EXERCISE OBJECTIVE: State the number of lines in these records that include the string "crate", and say nothing more.

DATA:
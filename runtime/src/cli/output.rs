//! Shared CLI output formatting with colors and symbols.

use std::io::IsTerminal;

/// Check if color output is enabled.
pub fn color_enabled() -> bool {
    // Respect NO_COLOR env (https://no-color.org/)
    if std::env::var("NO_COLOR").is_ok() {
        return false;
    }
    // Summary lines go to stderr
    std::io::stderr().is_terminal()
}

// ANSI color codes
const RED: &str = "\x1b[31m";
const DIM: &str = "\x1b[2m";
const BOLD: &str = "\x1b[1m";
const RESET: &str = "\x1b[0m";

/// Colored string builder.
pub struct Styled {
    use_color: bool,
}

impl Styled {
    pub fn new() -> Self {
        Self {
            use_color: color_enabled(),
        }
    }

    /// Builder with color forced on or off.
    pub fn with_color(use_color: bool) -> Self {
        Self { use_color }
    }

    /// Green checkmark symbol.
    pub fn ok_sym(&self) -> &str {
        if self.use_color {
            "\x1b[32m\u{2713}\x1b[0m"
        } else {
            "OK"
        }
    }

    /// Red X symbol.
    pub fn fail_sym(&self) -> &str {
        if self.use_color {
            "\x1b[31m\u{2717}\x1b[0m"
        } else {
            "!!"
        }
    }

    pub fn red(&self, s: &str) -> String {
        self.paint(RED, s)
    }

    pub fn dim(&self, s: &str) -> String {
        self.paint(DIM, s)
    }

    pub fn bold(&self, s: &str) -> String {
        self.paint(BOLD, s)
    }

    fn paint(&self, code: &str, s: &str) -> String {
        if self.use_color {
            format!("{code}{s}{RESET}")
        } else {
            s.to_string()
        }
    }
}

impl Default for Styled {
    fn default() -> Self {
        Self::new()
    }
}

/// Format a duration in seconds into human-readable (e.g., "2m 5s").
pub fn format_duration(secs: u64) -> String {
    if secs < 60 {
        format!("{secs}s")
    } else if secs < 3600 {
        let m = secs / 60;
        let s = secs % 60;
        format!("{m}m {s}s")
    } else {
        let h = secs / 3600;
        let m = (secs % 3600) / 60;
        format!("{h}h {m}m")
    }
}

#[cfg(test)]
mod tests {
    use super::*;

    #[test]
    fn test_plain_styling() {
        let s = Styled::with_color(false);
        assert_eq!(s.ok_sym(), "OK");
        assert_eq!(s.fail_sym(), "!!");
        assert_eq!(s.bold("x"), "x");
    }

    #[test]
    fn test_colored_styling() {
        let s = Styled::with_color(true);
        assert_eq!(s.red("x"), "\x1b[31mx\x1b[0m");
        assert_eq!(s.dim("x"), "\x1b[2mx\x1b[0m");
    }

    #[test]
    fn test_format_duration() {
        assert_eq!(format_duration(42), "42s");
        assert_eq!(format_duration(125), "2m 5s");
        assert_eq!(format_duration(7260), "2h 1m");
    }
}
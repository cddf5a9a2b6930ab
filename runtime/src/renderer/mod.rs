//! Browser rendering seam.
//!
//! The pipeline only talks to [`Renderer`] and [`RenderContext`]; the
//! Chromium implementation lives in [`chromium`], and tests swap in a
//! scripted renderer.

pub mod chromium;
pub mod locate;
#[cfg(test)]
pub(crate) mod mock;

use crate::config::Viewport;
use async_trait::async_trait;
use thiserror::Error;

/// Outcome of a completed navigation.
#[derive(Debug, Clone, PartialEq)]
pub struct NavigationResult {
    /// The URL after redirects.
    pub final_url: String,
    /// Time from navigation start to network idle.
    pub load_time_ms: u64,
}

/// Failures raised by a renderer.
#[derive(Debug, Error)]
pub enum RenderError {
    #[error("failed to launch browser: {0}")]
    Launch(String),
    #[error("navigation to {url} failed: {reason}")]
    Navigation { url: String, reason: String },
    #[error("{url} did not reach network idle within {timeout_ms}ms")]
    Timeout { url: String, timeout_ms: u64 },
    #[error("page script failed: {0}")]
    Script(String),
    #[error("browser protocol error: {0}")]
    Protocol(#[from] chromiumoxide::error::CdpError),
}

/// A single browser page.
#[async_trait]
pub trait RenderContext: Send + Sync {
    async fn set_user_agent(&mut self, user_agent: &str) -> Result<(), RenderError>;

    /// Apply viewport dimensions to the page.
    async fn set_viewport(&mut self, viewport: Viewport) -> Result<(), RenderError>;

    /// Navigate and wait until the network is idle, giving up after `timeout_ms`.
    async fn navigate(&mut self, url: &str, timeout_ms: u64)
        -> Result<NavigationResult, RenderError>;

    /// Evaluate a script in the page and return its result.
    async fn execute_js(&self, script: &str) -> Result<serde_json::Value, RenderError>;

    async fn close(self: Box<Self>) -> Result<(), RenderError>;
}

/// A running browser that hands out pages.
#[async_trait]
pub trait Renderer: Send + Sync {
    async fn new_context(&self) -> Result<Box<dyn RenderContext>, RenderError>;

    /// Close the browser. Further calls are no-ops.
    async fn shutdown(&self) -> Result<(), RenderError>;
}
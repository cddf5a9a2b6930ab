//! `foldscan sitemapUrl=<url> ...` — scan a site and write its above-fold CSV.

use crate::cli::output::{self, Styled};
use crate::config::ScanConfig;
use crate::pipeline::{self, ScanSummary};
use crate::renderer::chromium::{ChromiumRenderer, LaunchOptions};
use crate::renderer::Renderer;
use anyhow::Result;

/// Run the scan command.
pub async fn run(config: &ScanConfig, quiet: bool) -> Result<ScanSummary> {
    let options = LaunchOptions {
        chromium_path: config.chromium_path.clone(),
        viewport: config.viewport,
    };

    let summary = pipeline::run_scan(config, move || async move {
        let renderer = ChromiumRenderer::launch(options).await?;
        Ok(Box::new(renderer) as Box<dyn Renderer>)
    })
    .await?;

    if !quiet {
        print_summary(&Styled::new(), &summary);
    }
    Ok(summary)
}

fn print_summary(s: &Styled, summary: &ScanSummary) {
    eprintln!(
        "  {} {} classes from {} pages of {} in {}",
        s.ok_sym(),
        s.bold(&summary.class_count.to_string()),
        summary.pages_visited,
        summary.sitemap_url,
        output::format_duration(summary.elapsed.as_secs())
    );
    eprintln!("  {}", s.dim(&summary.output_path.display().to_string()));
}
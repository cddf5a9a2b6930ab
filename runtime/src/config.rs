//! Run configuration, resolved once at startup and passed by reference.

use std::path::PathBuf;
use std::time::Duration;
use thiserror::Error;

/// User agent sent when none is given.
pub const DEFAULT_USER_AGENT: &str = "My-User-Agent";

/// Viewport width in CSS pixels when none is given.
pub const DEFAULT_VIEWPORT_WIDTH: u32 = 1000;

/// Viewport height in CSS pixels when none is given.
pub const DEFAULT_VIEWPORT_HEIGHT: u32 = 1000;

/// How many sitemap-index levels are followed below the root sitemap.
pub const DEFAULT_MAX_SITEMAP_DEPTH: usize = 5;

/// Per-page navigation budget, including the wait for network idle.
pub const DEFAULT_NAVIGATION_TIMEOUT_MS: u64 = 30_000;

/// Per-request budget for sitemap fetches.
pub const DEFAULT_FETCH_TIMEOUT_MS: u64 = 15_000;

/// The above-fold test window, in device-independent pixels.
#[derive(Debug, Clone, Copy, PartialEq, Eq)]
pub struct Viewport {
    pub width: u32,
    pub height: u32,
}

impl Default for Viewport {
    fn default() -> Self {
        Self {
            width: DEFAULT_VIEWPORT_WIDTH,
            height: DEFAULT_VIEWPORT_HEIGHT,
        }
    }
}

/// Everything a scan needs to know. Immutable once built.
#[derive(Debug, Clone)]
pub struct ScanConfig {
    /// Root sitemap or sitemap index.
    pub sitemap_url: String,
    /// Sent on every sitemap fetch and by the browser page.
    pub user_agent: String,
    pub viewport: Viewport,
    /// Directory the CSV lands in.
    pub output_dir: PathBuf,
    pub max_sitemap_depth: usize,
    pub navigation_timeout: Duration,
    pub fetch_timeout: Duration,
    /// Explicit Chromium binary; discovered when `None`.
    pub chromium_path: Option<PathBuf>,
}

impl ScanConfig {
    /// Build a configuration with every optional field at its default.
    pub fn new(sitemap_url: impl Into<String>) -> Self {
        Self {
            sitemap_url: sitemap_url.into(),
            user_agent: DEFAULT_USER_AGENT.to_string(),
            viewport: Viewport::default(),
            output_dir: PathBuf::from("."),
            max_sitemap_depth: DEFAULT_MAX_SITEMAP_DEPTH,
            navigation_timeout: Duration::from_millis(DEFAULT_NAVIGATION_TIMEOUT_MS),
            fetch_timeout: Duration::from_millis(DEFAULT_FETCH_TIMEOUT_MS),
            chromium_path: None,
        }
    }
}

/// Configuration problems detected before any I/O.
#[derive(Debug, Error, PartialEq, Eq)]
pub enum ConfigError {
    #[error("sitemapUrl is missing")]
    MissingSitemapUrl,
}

* * *

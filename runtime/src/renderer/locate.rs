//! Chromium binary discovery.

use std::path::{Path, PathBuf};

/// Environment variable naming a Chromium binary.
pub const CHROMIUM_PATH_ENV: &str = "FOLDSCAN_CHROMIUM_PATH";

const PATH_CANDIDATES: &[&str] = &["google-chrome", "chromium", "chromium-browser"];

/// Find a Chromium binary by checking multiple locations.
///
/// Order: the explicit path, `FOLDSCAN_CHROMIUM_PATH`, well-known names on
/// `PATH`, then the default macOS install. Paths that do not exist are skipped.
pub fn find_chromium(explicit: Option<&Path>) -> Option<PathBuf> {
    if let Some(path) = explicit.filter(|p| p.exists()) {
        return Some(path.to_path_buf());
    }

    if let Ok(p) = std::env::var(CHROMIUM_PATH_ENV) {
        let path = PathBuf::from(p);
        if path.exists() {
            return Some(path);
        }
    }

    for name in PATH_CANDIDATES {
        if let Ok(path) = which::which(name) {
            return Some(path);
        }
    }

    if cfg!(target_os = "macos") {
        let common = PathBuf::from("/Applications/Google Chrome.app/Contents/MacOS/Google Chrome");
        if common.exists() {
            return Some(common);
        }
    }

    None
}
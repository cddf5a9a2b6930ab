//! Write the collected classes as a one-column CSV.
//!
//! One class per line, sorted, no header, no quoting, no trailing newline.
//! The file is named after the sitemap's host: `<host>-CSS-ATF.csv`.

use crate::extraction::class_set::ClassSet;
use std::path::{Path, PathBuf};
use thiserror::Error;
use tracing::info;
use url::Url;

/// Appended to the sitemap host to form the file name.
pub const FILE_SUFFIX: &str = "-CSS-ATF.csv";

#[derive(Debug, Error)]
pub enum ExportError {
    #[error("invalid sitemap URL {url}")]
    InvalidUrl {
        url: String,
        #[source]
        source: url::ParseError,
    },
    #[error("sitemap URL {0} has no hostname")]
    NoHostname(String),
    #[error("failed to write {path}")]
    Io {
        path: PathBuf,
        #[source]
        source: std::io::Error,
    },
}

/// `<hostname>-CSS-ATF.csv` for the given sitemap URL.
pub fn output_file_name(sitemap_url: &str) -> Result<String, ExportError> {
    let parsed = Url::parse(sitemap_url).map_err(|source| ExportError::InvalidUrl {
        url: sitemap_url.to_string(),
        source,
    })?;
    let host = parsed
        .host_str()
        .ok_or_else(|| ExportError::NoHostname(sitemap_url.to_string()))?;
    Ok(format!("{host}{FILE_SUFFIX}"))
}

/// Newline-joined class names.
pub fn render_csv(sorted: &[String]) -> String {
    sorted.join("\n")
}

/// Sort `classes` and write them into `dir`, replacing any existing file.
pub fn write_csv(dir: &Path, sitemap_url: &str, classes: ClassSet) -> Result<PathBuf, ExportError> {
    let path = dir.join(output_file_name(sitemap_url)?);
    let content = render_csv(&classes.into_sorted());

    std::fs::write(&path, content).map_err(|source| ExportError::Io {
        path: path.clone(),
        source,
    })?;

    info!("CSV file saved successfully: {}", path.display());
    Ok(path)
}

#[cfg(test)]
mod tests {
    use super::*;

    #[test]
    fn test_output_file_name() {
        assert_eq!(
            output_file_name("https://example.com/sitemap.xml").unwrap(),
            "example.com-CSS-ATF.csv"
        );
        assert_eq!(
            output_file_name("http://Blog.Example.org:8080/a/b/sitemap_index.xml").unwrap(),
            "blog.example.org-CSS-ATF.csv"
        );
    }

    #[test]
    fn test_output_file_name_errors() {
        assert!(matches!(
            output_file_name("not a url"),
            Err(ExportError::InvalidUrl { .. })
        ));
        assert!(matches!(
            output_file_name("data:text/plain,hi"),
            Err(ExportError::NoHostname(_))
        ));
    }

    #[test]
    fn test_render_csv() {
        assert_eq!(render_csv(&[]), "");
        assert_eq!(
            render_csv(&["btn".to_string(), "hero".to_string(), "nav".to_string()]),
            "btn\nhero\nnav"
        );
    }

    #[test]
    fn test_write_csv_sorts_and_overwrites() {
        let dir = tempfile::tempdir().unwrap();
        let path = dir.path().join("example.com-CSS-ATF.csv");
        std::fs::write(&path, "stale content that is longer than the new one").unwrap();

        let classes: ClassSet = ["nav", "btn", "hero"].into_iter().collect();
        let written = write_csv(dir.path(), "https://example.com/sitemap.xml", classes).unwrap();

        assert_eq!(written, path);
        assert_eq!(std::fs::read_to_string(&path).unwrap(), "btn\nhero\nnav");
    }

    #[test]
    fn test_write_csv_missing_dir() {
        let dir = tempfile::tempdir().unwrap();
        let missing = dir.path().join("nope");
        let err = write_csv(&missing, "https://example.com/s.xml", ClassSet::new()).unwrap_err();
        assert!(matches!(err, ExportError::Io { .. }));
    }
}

SOLUTION FOR THIS TASK: 8